A Geração Z, também conhecida como Gen Z, é o grupo demográfico que sucede a Geração Y (Millennials) e precede a Geração Alpha. Esta geração inclui pessoas nascidas aproximadamente entre o final dos anos 1990 e o início dos anos 2010. Essa turma cresceu com a internet, smartphones e redes sociais. São nativos digitais e altamente conectados, com uma grande parte de suas interações sociais ocorrendo online.

No caso da China, por meio do desempenho dessa jovem geração nas arenas, suas interações com outros atletas e o público, e suas vozes na mídia, o mundo pode ver um país  vibrante, confiante, moderno, amigável, corajoso e expressivo.

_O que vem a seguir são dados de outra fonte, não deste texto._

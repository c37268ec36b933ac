pub mod state;

use self::state::create_state;
use super::details::OrderDetails;
use crate::shared::components::table::{
    SortableHeaderCell, TableCellCheckbox, TableHeaderCheckbox,
};
use crate::shared::icons::icon;
use crate::shared::list_utils::highlight_matches;
use crate::shared::page_frame::PageFrame;
use crate::shared::page_standard::PAGE_CAT_LIST;
use contracts::domain::a001_order::{mock, OrderRecord, OrderSortKey, StatusFilter};
use contracts::shared::config::DashboardConfig;
use gloo_timers::future::TimeoutFuture;
use leptos::prelude::*;
use leptos::task::spawn_local;
use thaw::*;

const TABLE_ID: &str = "a001-order-table";
const COLUMN_COUNT: &str = "7";
const PAGES: [u32; 5] = [1, 2, 3, 4, 5];

/// Orders view: searchable, filterable, sortable table with row selection and
/// a detail overlay.
#[component]
pub fn OrdersList() -> impl IntoView {
    let state = create_state();
    let load_delay_ms = use_context::<DashboardConfig>()
        .map(|config| config.orders.load_delay_ms)
        .unwrap_or(1000);

    // Simulated fetch: one delayed transition to Loaded per mount.
    spawn_local(async move {
        TimeoutFuture::new(load_delay_ms).await;
        let applied = match mock::orders() {
            Ok(orders) => {
                let count = orders.len();
                let applied = state.try_update(|s| s.finish_loading(orders));
                log::info!("orders loaded: {}", count);
                applied.is_some()
            }
            Err(e) => {
                log::error!("failed to load orders: {:#}", e);
                state
                    .try_update(|s| s.fail_loading(e.to_string()))
                    .is_some()
            }
        };
        if !applied {
            log::debug!("orders view closed before the load finished");
        }
    });

    let search_query = RwSignal::new(String::new());
    Effect::new(move || {
        let v = search_query.get();
        untrack(move || {
            state.update(|s| s.query.search_term = v);
        });
    });

    let status_code = RwSignal::new(StatusFilter::All.code().to_string());
    Effect::new(move || {
        let filter = StatusFilter::from_code(&status_code.get());
        untrack(move || {
            state.update(|s| s.query.status_filter = filter);
        });
    });

    let filtered = Memo::new(move |_| state.with(|s| s.filtered()));
    let search_term = move || state.with(|s| s.query.search_term.clone());

    let sort_by = Signal::derive(move || state.with(|s| s.query.sort_by));
    let sort_order = Signal::derive(move || state.with(|s| s.query.sort_order));
    let toggle_sort = Callback::new(move |key: OrderSortKey| {
        state.update(|s| s.query.toggle_sort(key));
    });
    let flip_sort_order = move |_| {
        state.update(|s| {
            let key = s.query.sort_by;
            s.query.toggle_sort(key);
        });
    };

    let header_checkbox = Signal::derive(move || state.with(|s| s.header_checkbox()));
    let select_all = Callback::new(move |_: ()| state.update(|s| s.select_all()));
    let selected_count = move || state.with(|s| s.selection.len());

    let current_order = Memo::new(move |_| state.with(|s| s.overlay.current().cloned()));
    let open_order = move |order: OrderRecord| {
        log::debug!("opening order {}", order.id);
        state.update(|s| s.overlay.open(order));
    };
    let close_order = Callback::new(move |_: ()| state.update(|s| s.overlay.close()));

    let is_loading = move || state.with(|s| s.phase.is_loading());
    let is_empty = move || !is_loading() && filtered.with(|f| f.is_empty());
    let load_error = move || state.with(|s| s.error.clone());

    view! {
        <PageFrame page_id="a001_order--list" category=PAGE_CAT_LIST>
            <div class="page__header">
                <div class="page__header-left">
                    <button class="top-header__icon-btn">{icon("list")}</button>
                    <button class="top-header__icon-btn">{icon("star")}</button>
                    <h1 class="page__title">"Order List"</h1>
                    <Show when=move || { selected_count() > 0 }>
                        <span class="badge badge--primary">
                            {move || format!("{} selected", selected_count())}
                        </span>
                    </Show>
                </div>
            </div>

            <div class="page__content">
                <div class="action-bar">
                    <div class="action-bar__left">
                        <button class="action-bar__btn" title="Add order">{icon("plus")}</button>
                        <button class="action-bar__btn" title="Filter">{icon("equal")}</button>
                        <button class="action-bar__btn" title="Reverse sort order" on:click=flip_sort_order>
                            {icon("arrow-up-down")}
                        </button>
                    </div>

                    <div class="action-bar__right">
                        <Select value=status_code>
                            {StatusFilter::options()
                                .into_iter()
                                .map(|option| view! {
                                    <option value=option.code()>{option.label()}</option>
                                })
                                .collect_view()}
                        </Select>
                        <div class="action-bar__search">
                            {icon("search")}
                            <Input value=search_query placeholder="Search" />
                        </div>
                    </div>
                </div>

                {move || load_error().map(|err| view! {
                    <div class="alert alert--error">{err}</div>
                })}

                <div class="table-wrapper">
                    <Table attr:id=TABLE_ID attr:style="width: 100%; min-width: 900px;">
                        <TableHeader>
                            <TableRow>
                                <TableHeaderCheckbox state=header_checkbox on_toggle=select_all />
                                {OrderSortKey::all()
                                    .into_iter()
                                    .map(|key| view! {
                                        <SortableHeaderCell
                                            label=key.label()
                                            sort_key=key
                                            current_key=sort_by
                                            sort_order=sort_order
                                            on_sort=toggle_sort
                                        />
                                    })
                                    .collect_view()}
                            </TableRow>
                        </TableHeader>

                        <TableBody>
                            <Show when=is_loading>
                                <TableRow>
                                    <TableCell attr:colspan=COLUMN_COUNT class="table__loading-row">
                                        <div class="loading-spinner">
                                            {icon("refresh")}
                                            <span>"Loading orders..."</span>
                                        </div>
                                    </TableCell>
                                </TableRow>
                            </Show>

                            <Show when=is_empty>
                                <TableRow>
                                    <TableCell attr:colspan=COLUMN_COUNT class="table__empty-row">
                                        <div class="empty-state">
                                            <div class="empty-state__icon">{icon("credit-card")}</div>
                                            <h3>"No orders found"</h3>
                                            <p>"Try adjusting your search criteria"</p>
                                        </div>
                                    </TableCell>
                                </TableRow>
                            </Show>

                            <For
                                each=move || filtered.get()
                                key=|order| order.id.clone()
                                children=move |order| {
                                    let id = order.id.clone();
                                    let id_for_toggle = id.clone();
                                    let id_text = order.id.clone();
                                    let user = order.user.clone();
                                    let project = order.project.clone();
                                    let color = order.status.color();
                                    let has_document = order.has_document;
                                    let has_calendar = order.has_calendar;
                                    let address = order.address.clone();
                                    let date = order.date.clone();
                                    let avatar = order.avatar.clone();
                                    let status_name = order.status.display_name();

                                    view! {
                                        <TableRow class="table__row--clickable" on:click=move |_| open_order(order.clone())>
                                            <TableCellCheckbox
                                                checked=Signal::derive(move || state.with(|s| s.selection.contains(&id)))
                                                on_toggle=Callback::new(move |_: ()| {
                                                    state.update(|s| s.selection.toggle(&id_for_toggle));
                                                })
                                            />
                                            <TableCell>
                                                <TableCellLayout truncate=true>
                                                    <span class="order-id">
                                                        {move || highlight_matches(&id_text, &search_term())}
                                                    </span>
                                                </TableCellLayout>
                                            </TableCell>
                                            <TableCell>
                                                <TableCellLayout truncate=true>
                                                    <span class="avatar avatar--small">{avatar}</span>
                                                    {move || highlight_matches(&user, &search_term())}
                                                </TableCellLayout>
                                            </TableCell>
                                            <TableCell>
                                                <TableCellLayout truncate=true>
                                                    {move || highlight_matches(&project, &search_term())}
                                                </TableCellLayout>
                                            </TableCell>
                                            <TableCell>
                                                <TableCellLayout truncate=true>
                                                    {icon("map-pin")}
                                                    <span>{address}</span>
                                                    {has_document.then(|| icon("file-text"))}
                                                </TableCellLayout>
                                            </TableCell>
                                            <TableCell>
                                                <TableCellLayout truncate=true>
                                                    {has_calendar.then(|| icon("calendar"))}
                                                    <span>{date}</span>
                                                </TableCellLayout>
                                            </TableCell>
                                            <TableCell>
                                                <TableCellLayout>
                                                    <span class="dot" style:background-color=color></span>
                                                    <span style:color=color>{status_name}</span>
                                                    {icon("more-vertical")}
                                                </TableCellLayout>
                                            </TableCell>
                                        </TableRow>
                                    }
                                }
                            />
                        </TableBody>
                    </Table>
                </div>

                <div class="pagination">
                    <button class="pagination__btn" title="Previous page">{icon("arrow-left")}</button>
                    {PAGES
                        .iter()
                        .map(|page| view! {
                            <button
                                class="pagination__number"
                                class:pagination__number--active=*page == 1
                            >
                                {*page}
                            </button>
                        })
                        .collect_view()}
                    <button class="pagination__btn" title="Next page">{icon("arrow-right")}</button>
                </div>
            </div>

            {move || current_order.get().map(|order| view! {
                <OrderDetails order=order on_close=close_order />
            })}
        </PageFrame>
    }
}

Fim da hegemonia ocidental

O comentarista esportivo baseado em Pequim, Liu Yu observou ao jornal chinês Global Times deste domingo (4) que a China manteve sua dominância em algumas áreas tradicionais, como mergulho, tênis de mesa, badminton e tiro, mas, mais importante, os atletas chineses alcançaram sucessos inovadores na natação e no tênis.

Os desempenhos gerais da equipe de natação chinesa serviram como uma resposta ao ceticismo e desconsideração que cercavam a delegação chinesa.

A conquista do recorde mundial de Pan Zhanle na prova de 100m livre de natação é tão histórica quanto a vitória do corredor Liu Xiang nos 110m com barreiras nas Olimpíadas de Atenas em 2004, pois ambos triunfaram em esportes dominados por atletas europeus e estadunidenses por muito tempo.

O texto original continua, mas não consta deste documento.